Robert Kern robert.kern@gmail....
Thu Jun 14 16:52:50 CDT 2007


Dominik Szczerba wrote:
> Thank you for a very helpful explanation. Please see below:
> 
> Robert Kern wrote:
>> Dominik Szczerba wrote:
>>> Hi,
>>>
>>> The following trivial codelet does not work as expected:
>>>
>>> -------------------------------
>>> from scipy import *
>>> import copy
>>>
>>> shape = (256,256)
>>> data = zeros(256*256)
>>> data.shape = shape
>>> print 'old shape', data.shape
>>> print data
>>>
>>> data=flipud(data)
>>> data.shape=(256*256,)
>>> print 'new shape', data.shape
>>> -------------------------------
>>>
>>> exiting with an uncomprehensive error:
>>>      data.shape=(256*256,)
>>> AttributeError: incompatible shape for a non-contiguous array
>>>
>>> If 'flipud' is ommited, it works as expected. I tried via a deepcopy, 
>>> the problem persists. Why should flipud invalidate 'reshapeability'?
>> Assigning to .shape only adjusts the strides. It does not change any of the
>> memory. It will only let you do that when the memory layout is consistent with
>> the desired shape. flipud() just gets a view on the original memory by using
>> different strides; the result is non-contiguous. The memory layout is no longer
>> consistent with the flattened view that you are requesting. Here is an example:
>>
>>   In [25]: data = arange(4)
>>
>> This is the layout in memory for 'data' and (later) 'd2':
>>
>>   In [26]: data
>>   Out[26]: array([0, 1, 2, 3])
>>
>>   In [29]: data.shape = (2, 2)
>>
>>   In [30]: data
>>   Out[30]:
>>   array([[0, 1],
>>          [2, 3]])
>>
>>   In [31]: d2 = flipud(data)
>>
>>   In [32]: d2
>>   Out[32]:
>>   array([[2, 3],
>>          [0, 1]])
>>
>> Calling .ravel() will copy the array if it is non-contiguous and will show you
>> the memory layout that 'd2' is mimicking with its strides.
> 
> quite a bit of a gotcha for a post-matlab user. deepcopy thing was 
> already not pleasant to swallow.

I don't recommend using deepcopy. Use reshape().

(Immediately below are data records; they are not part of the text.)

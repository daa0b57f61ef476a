//! Output formatting utilities

use clap::ValueEnum;
use colored::Colorize;
use serde::Serialize;
use tabled::{settings::Style, Table, Tabled};

/// Output format for CLI commands
#[derive(Debug, Clone, Copy, Default, ValueEnum)]
pub enum OutputFormat {
    /// Table format (default)
    #[default]
    Table,
    /// JSON format
    Json,
}

/// Print rows as a table, or the underlying records as JSON
pub fn print_rows<R: Tabled, T: Serialize>(
    rows: Vec<R>,
    records: &T,
    format: OutputFormat,
    empty_message: &str,
) -> anyhow::Result<()> {
    match format {
        OutputFormat::Json => print_json(records)?,
        OutputFormat::Table => {
            if rows.is_empty() {
                print_warning(empty_message);
                return Ok(());
            }
            let count = rows.len();
            println!("{}", Table::new(rows).with(Style::rounded()));
            println!("\nTotal: {}", count);
        }
    }
    Ok(())
}

pub fn print_json<T: Serialize + ?Sized>(value: &T) -> anyhow::Result<()> {
    println!("{}", serde_json::to_string_pretty(value)?);
    Ok(())
}

pub fn print_success(message: &str) {
    println!("{} {}", "✓".green().bold(), message);
}

pub fn print_warning(message: &str) {
    println!("{} {}", "⚠".yellow().bold(), message);
}

pub fn print_error(message: &str) {
    eprintln!("{} {}", "✗".red().bold(), message);
}

/// Render an optional field, dashed when absent
pub fn or_dash(value: Option<&str>) -> String {
    value.unwrap_or("-").to_string()
}

/// Mask all but the first character of a secret
pub fn mask_secret(secret: &str) -> String {
    match secret.chars().next() {
        Some(first) => format!("{}{}", first, "*".repeat(secret.chars().count() - 1)),
        None => String::new(),
    }
}

/// Color an orchestrator type; only OSM takes part in sync
pub fn color_kind(kind: &str) -> String {
    if kind.eq_ignore_ascii_case("osm") {
        kind.green().to_string()
    } else {
        kind.to_string()
    }
}

#[cfg(test)]
mod tests {
    use super::*;

    #[test]
    fn test_mask_secret() {
        assert_eq!(mask_secret("secret"), "s*****");
        assert_eq!(mask_secret("x"), "x");
        assert_eq!(mask_secret(""), "");
    }

    #[test]
    fn test_or_dash() {
        assert_eq!(or_dash(Some("a")), "a");
        assert_eq!(or_dash(None), "-");
    }
}
//! Error taxonomy for inventory and driver operations
//!
//! Transport failures, HTTP status codes and driver failures all collapse
//! into [`InventoryError`] so callers never see `reqwest` types.

use reqwest::StatusCode;
use thiserror::Error;

/// Opaque failure reported by an orchestrator driver.
///
/// Authentication, connectivity and protocol problems are not distinguished;
/// the reconciler handles all of them the same way.
#[derive(Debug, Clone, Error)]
#[error("orchestrator driver error: {message}")]
pub struct DriverError {
    message: String,
}

impl DriverError {
    pub fn new(message: impl Into<String>) -> Self {
        Self {
            message: message.into(),
        }
    }

    pub fn message(&self) -> &str {
        &self.message
    }
}

impl From<reqwest::Error> for DriverError {
    fn from(err: reqwest::Error) -> Self {
        Self::new(err.to_string())
    }
}

/// Errors surfaced by the inventory client and the query/admin service.
#[derive(Debug, Error)]
pub enum InventoryError {
    /// The inventory could not be reached (connect, timeout, redirects, bad URL).
    #[error("problem contacting site inventory: {message}")]
    ServiceUnavailable { message: String },

    #[error("unauthorized by site inventory")]
    Unauthorized,

    #[error("orchestrator {id} not found")]
    OrchestratorNotFound { id: i64 },

    #[error("credentials for orchestrator {id} not found")]
    CredentialsNotFound { id: i64 },

    #[error("subscription {sub_id} not found")]
    SubscriptionNotFound { sub_id: i64 },

    #[error("bad request rejected by site inventory")]
    BadRequest,

    /// Any other non-2xx answer, or a 2xx answer with an unusable body.
    #[error("site inventory error: {message}")]
    ServiceError { message: String },

    #[error(transparent)]
    Driver(#[from] DriverError),
}

impl InventoryError {
    pub fn unavailable(message: impl Into<String>) -> Self {
        Self::ServiceUnavailable {
            message: message.into(),
        }
    }

    pub fn service(message: impl Into<String>) -> Self {
        Self::ServiceError {
            message: message.into(),
        }
    }
}

/// Every transport-level failure is reported as `ServiceUnavailable`.
impl From<reqwest::Error> for InventoryError {
    fn from(err: reqwest::Error) -> Self {
        Self::unavailable(err.to_string())
    }
}

impl From<url::ParseError> for InventoryError {
    fn from(err: url::ParseError) -> Self {
        Self::unavailable(format!("malformed URL: {err}"))
    }
}

/// Resource a request was aimed at, used to pick the not-found variant.
#[derive(Debug, Clone, Copy, PartialEq, Eq)]
pub(crate) enum Target {
    Inventory,
    Orchestrator(i64),
    Subscription(i64),
    SubscriptionCreate,
}

/// Map a non-2xx status to a domain error.
pub(crate) fn classify_status(status: StatusCode, body: &str, target: Target) -> InventoryError {
    match (status, target) {
        (StatusCode::UNAUTHORIZED, _) => InventoryError::Unauthorized,
        (StatusCode::NOT_FOUND, Target::Orchestrator(id)) => {
            InventoryError::OrchestratorNotFound { id }
        }
        (StatusCode::NOT_FOUND, Target::Subscription(sub_id)) => {
            InventoryError::SubscriptionNotFound { sub_id }
        }
        (StatusCode::BAD_REQUEST, Target::SubscriptionCreate) => InventoryError::BadRequest,
        _ if body.is_empty() => InventoryError::service(format!("HTTP {status}")),
        _ => InventoryError::service(format!("HTTP {status}: {body}")),
    }
}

>>> What am I doing wrong?
>> You will want to use numpy.reshape() if you want the most foolproof and
>> idiomatic way to get a reshaped array. It will copy the array if necessary.
>>
>>   In [57]: reshape(d2, (4,))
>>   Out[57]: array([2, 3, 0, 1])
>>
> 
> This actually did not work:
> 
> shape = (256,256)
> data = zeros(256*256)
> data.shape = shape
> print 'old shape', data.shape
> print data
> data2 = flipud(data)
> data2.ravel()
> reshape(data2,(256*256,))
> print 'new shape', data2.shape
> 
> The shape is preserved! Even though I am fine with the previously given 
> solution, I am still curious what is wrong here.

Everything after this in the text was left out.